Copy the lines below that contain "RingTopology".

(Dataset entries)
Segment Open
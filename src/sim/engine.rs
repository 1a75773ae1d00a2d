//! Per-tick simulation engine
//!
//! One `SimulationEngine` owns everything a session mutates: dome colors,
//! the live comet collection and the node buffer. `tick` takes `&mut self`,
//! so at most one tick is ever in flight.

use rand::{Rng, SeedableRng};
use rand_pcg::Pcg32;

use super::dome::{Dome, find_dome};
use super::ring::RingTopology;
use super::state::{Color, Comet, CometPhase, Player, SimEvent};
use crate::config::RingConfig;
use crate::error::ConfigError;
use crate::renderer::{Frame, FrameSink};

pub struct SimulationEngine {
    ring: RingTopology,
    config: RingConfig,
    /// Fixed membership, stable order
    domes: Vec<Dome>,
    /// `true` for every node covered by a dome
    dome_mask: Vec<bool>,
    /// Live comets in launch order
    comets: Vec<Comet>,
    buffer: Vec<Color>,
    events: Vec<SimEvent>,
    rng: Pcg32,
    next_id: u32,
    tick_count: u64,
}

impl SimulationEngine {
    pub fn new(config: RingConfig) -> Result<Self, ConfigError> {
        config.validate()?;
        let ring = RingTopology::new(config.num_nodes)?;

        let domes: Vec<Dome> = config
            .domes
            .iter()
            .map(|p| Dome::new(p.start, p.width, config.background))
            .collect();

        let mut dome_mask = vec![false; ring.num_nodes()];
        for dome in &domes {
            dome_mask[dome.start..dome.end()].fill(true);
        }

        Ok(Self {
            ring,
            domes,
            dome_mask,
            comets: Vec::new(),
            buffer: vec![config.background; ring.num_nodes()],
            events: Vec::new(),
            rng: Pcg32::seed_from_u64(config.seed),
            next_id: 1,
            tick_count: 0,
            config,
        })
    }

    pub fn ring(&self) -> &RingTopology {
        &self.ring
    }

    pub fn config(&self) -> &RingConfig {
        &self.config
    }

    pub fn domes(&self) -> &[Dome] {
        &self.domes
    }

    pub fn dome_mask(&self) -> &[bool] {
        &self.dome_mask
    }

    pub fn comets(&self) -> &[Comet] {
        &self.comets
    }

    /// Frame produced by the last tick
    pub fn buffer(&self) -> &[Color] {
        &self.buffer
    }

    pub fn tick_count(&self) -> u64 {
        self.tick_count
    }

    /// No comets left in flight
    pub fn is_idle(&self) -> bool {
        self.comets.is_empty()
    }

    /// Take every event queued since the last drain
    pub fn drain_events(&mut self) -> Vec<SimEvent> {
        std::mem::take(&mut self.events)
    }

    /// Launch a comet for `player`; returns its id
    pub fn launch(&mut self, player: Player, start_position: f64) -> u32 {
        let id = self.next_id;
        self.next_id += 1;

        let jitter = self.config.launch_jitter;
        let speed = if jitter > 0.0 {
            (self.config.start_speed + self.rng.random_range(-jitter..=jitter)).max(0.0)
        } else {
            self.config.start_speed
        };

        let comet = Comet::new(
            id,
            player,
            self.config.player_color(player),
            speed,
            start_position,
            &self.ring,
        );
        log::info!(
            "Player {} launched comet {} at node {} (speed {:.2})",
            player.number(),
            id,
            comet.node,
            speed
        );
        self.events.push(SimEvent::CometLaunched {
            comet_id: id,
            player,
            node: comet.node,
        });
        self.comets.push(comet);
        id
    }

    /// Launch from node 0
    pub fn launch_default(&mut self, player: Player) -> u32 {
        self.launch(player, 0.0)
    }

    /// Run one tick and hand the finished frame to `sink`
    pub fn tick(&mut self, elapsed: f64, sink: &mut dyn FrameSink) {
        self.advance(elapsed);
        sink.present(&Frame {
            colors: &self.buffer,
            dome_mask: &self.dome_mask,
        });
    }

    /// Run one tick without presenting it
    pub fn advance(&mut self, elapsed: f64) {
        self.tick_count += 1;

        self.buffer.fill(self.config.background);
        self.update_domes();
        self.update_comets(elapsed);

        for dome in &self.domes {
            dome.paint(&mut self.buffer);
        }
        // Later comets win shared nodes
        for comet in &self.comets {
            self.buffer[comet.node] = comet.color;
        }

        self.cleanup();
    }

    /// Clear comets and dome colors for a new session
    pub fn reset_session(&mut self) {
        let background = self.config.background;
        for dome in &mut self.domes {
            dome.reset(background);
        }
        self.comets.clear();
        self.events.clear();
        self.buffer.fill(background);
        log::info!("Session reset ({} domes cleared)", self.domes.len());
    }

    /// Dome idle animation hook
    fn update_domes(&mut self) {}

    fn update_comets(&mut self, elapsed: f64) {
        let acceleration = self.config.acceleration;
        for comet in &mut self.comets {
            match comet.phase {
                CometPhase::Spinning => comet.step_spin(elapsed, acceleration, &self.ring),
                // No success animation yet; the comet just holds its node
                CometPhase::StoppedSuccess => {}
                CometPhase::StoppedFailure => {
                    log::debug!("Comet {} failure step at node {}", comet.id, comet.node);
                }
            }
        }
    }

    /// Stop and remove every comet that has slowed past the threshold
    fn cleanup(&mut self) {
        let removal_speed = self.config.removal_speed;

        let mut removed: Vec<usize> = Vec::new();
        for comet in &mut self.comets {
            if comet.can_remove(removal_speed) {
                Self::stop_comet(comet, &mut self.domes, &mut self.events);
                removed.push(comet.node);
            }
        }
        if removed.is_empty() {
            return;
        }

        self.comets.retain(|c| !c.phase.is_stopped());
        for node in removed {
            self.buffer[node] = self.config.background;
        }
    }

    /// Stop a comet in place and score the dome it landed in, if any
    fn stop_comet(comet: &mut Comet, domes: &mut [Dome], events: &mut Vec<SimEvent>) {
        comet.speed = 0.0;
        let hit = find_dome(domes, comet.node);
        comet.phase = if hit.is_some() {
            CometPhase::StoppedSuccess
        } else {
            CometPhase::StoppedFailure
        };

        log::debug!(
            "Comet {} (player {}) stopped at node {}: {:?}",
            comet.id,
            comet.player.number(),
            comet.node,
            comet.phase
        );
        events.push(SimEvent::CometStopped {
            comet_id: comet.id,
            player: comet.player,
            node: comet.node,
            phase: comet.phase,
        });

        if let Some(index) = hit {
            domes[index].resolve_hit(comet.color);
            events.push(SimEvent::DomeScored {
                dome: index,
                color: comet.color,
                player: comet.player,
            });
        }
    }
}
Segment Closed
■ **Solution to the exercise**:
use super::ring::RingTopology;
    ring: RingTopology,
        let ring = RingTopology::new(config.num_nodes)?;
    pub fn ring(&self) -> &RingTopology {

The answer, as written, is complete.